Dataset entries
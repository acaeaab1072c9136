use crate::models::{LeaderboardData, Team};
use serde::Serialize;
use std::collections::BTreeMap;

#[derive(Debug, Clone, PartialEq, Serialize)]
#[serde(rename_all = "camelCase")]
pub struct TeamTotal {
    pub team_id: String,
    pub team_name: String,
    pub color: String,
    pub total_points: f64,
    pub game_points: BTreeMap<String, f64>,
    pub rank: usize,
}

/// Sums each team's points over every recorded game, highest total first.
pub fn calculate_team_totals(teams: &[Team], leaderboard: &LeaderboardData) -> Vec<TeamTotal> {
    let mut totals: Vec<TeamTotal> = teams
        .iter()
        .map(|team| {
            let game_points: BTreeMap<String, f64> = leaderboard
                .game_points
                .iter()
                .map(|(game, points)| (game.clone(), points.for_team(&team.id).unwrap_or(0.0)))
                .collect();
            TeamTotal {
                team_id: team.id.clone(),
                team_name: team.name.clone(),
                color: team.color.clone(),
                total_points: game_points.values().sum(),
                game_points,
                rank: 0,
            }
        })
        .collect();

    totals.sort_by(|a, b| b.total_points.total_cmp(&a.total_points));

    for (i, total) in totals.iter_mut().enumerate() {
        total.rank = i + 1;
    }

    totals
}
pub mod submission;

use crate::error::ValidationError;
use chrono::{DateTime, Utc};
use lazy_static::lazy_static;
use serde::{Deserialize, Serialize};
use serde_json::Value;
use std::collections::BTreeMap;

pub use submission::{parse_submission_list, RankingSubmission};

const ATTENDEES: [&str; 14] = [
    "Jonas", "Riley", "RG", "Hayes", "August", "Keaton", "Jake", "Bridger", "Mason", "Tim", "Jay",
    "Luke", "Tobin", "AJ",
];

const CATEGORIES: [(&str, &str); 5] = [
    ("golf", "Golf Ability"),
    ("americanChallenge", "American Challenge Ability"),
    ("athleticism", "General Athleticism"),
    ("drinkingGame", "Drinking Game Ability"),
    ("drugHandling", "Drug Handling Ability"),
];

pub const TEAM_IDS: [&str; 4] = ["team1", "team2", "team3", "team4"];

lazy_static! {
    pub static ref DEFAULT_ROSTER: Roster = Roster::new(
        ATTENDEES.iter().map(|name| name.to_string()).collect(),
        CATEGORIES
            .iter()
            .map(|(key, label)| Category::new(*key, *label))
            .collect(),
    );
}

#[derive(Debug, Clone, PartialEq, Eq, Serialize, Deserialize)]
pub struct Category {
    pub key: String,
    pub label: String,
}

impl Category {
    pub fn new(key: impl Into<String>, label: impl Into<String>) -> Self {
        Self {
            key: key.into(),
            label: label.into(),
        }
    }
}

/// Who can be ranked and in which categories. Order matters: it is the
/// tie-break order of every leaderboard.
#[derive(Debug, Clone, PartialEq, Eq, Serialize)]
pub struct Roster {
    pub attendees: Vec<String>,
    pub categories: Vec<Category>,
}

impl Roster {
    pub fn new(attendees: Vec<String>, categories: Vec<Category>) -> Self {
        Self {
            attendees,
            categories,
        }
    }

    /// Same categories, different people.
    pub fn with_attendees(&self, attendees: Vec<String>) -> Self {
        Self {
            attendees,
            categories: self.categories.clone(),
        }
    }

    pub fn contains(&self, attendee: &str) -> bool {
        self.attendees.iter().any(|name| name == attendee)
    }
}

#[derive(Debug, Clone, PartialEq, Eq, Serialize, Deserialize)]
pub struct Team {
    pub id: String,
    pub name: String,
    pub color: String,
}

#[derive(Debug, Clone, PartialEq, Serialize, Deserialize)]
#[serde(rename_all = "camelCase")]
pub struct TeamsData {
    pub teams: Vec<Team>,
    #[serde(default)]
    pub last_updated: Option<DateTime<Utc>>,
}

impl TeamsData {
    pub fn defaults() -> Self {
        Self {
            teams: default_teams(),
            last_updated: None,
        }
    }

    /// Parses the `teams` array of an admin rename request.
    pub fn parse_teams(payload: &Value) -> Result<Vec<Team>, ValidationError> {
        let raw = payload
            .get("teams")
            .and_then(Value::as_array)
            .ok_or_else(|| ValidationError::Invalid("Missing or invalid teams array".to_string()))?;

        let mut teams = Vec::with_capacity(raw.len());
        for entry in raw {
            let field = |name: &str| {
                entry
                    .get(name)
                    .and_then(Value::as_str)
                    .filter(|v| !v.is_empty())
                    .map(str::to_string)
            };
            match (field("id"), field("name"), field("color")) {
                (Some(id), Some(name), Some(color)) => teams.push(Team { id, name, color }),
                _ => {
                    return Err(ValidationError::Invalid(
                        "Invalid team structure. Each team must have id, name, and color"
                            .to_string(),
                    ));
                }
            }
        }

        let complete = teams.len() == TEAM_IDS.len()
            && TEAM_IDS
                .iter()
                .all(|required| teams.iter().any(|team| team.id == *required));
        if !complete {
            return Err(ValidationError::Invalid(format!(
                "Must have exactly {} teams with ids: {}",
                TEAM_IDS.len(),
                TEAM_IDS.join(", ")
            )));
        }

        Ok(teams)
    }
}

pub fn default_teams() -> Vec<Team> {
    const COLORS: [&str; 4] = ["red", "blue", "green", "yellow"];

    TEAM_IDS
        .iter()
        .zip(COLORS)
        .enumerate()
        .map(|(i, (id, color))| Team {
            id: id.to_string(),
            name: format!("Team {}", i + 1),
            color: color.to_string(),
        })
        .collect()
}

/// Points scored by each of the four teams in one game.
#[derive(Debug, Clone, Copy, PartialEq, Default, Serialize, Deserialize)]
pub struct TeamPoints {
    pub team1: f64,
    pub team2: f64,
    pub team3: f64,
    pub team4: f64,
}

impl TeamPoints {
    pub fn for_team(&self, team_id: &str) -> Option<f64> {
        match team_id {
            "team1" => Some(self.team1),
            "team2" => Some(self.team2),
            "team3" => Some(self.team3),
            "team4" => Some(self.team4),
            _ => None,
        }
    }

    pub fn from_value(value: &Value) -> Result<Self, ValidationError> {
        let points = |id: &str| {
            value
                .get(id)
                .and_then(Value::as_f64)
                .ok_or_else(|| ValidationError::Invalid("Invalid teamPoints structure".to_string()))
        };

        Ok(Self {
            team1: points("team1")?,
            team2: points("team2")?,
            team3: points("team3")?,
            team4: points("team4")?,
        })
    }
}

#[derive(Debug, Clone, PartialEq, Default, Serialize, Deserialize)]
#[serde(rename_all = "camelCase")]
pub struct LeaderboardData {
    #[serde(default)]
    pub game_points: BTreeMap<String, TeamPoints>,
    #[serde(default)]
    pub last_updated: Option<DateTime<Utc>>,
}

#[cfg(test)]
mod tests {
    use super::*;
    use serde_json::json;

    #[test]
    fn default_roster_has_five_categories_in_order() {
        let keys: Vec<&str> = DEFAULT_ROSTER
            .categories
            .iter()
            .map(|c| c.key.as_str())
            .collect();
        assert_eq!(
            keys,
            vec!["golf", "americanChallenge", "athleticism", "drinkingGame", "drugHandling"]
        );
        assert_eq!(DEFAULT_ROSTER.attendees.len(), 14);
        assert!(DEFAULT_ROSTER.contains("Tobin"));
    }

    #[test]
    fn with_attendees_keeps_categories() {
        let roster = DEFAULT_ROSTER.with_attendees(vec!["Alice".into(), "Bob".into()]);
        assert_eq!(roster.attendees, vec!["Alice", "Bob"]);
        assert_eq!(roster.categories, DEFAULT_ROSTER.categories);
    }

    #[test]
    fn parse_teams_accepts_four_named_teams() {
        let payload = json!({
            "teams": [
                {"id": "team1", "name": "Sharks", "color": "blue"},
                {"id": "team2", "name": "Jets", "color": "green"},
                {"id": "team4", "name": "Bears", "color": "brown"},
                {"id": "team3", "name": "Owls", "color": "gray"},
            ]
        });
        let teams = TeamsData::parse_teams(&payload).unwrap();
        assert_eq!(teams.len(), 4);
        assert_eq!(teams[2].name, "Bears");
    }

    #[test]
    fn parse_teams_rejects_missing_fields_and_wrong_ids() {
        let missing = json!({"teams": [{"id": "team1", "name": "", "color": "red"}]});
        assert_eq!(
            TeamsData::parse_teams(&missing).unwrap_err().to_string(),
            "Invalid team structure. Each team must have id, name, and color"
        );

        let wrong_ids = json!({
            "teams": [
                {"id": "team1", "name": "A", "color": "red"},
                {"id": "team2", "name": "B", "color": "red"},
                {"id": "team3", "name": "C", "color": "red"},
                {"id": "team5", "name": "D", "color": "red"},
            ]
        });
        assert_eq!(
            TeamsData::parse_teams(&wrong_ids).unwrap_err().to_string(),
            "Must have exactly 4 teams with ids: team1, team2, team3, team4"
        );

        assert!(TeamsData::parse_teams(&json!({"teams": "nope"})).is_err());
    }

    #[test]
    fn team_points_require_every_team_to_be_numeric() {
        let ok = TeamPoints::from_value(&json!({"team1": 3, "team2": -1, "team3": 0.5, "team4": 0}))
            .unwrap();
        assert_eq!(ok.for_team("team2"), Some(-1.0));
        assert_eq!(ok.for_team("team9"), None);

        let bad = TeamPoints::from_value(&json!({"team1": 3, "team2": "2", "team3": 0, "team4": 0}));
        assert!(bad.is_err());
    }

    #[test]
    fn leaderboard_data_tolerates_missing_fields() {
        let data: LeaderboardData = serde_json::from_value(json!({})).unwrap();
        assert!(data.game_points.is_empty());
        assert!(data.last_updated.is_none());
    }
}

:: EXERCISE BRIEF ::
Nothing but the lines above from the one containing "pub mod submission;" through the one containing "pub static ref" should appear in the answer, each repeated exactly.

:: PROBLEM SOLUTION ::
pub mod submission;

use crate::error::ValidationError;
use chrono::{DateTime, Utc};
use lazy_static::lazy_static;
use serde::{Deserialize, Serialize};
use serde_json::Value;
use std::collections::BTreeMap;

pub use submission::{parse_submission_list, RankingSubmission};

const ATTENDEES: [&str; 14] = [
    "Jonas", "Riley", "RG", "Hayes", "August", "Keaton", "Jake", "Bridger", "Mason", "Tim", "Jay",
    "Luke", "Tobin", "AJ",
];

const CATEGORIES: [(&str, &str); 5] = [
    ("golf", "Golf Ability"),
    ("americanChallenge", "American Challenge Ability"),
    ("athleticism", "General Athleticism"),
    ("drinkingGame", "Drinking Game Ability"),
    ("drugHandling", "Drug Handling Ability"),
];

pub const TEAM_IDS: [&str; 4] = ["team1", "team2", "team3", "team4"];

lazy_static! {
    pub static ref DEFAULT_ROSTER: Roster = Roster::new(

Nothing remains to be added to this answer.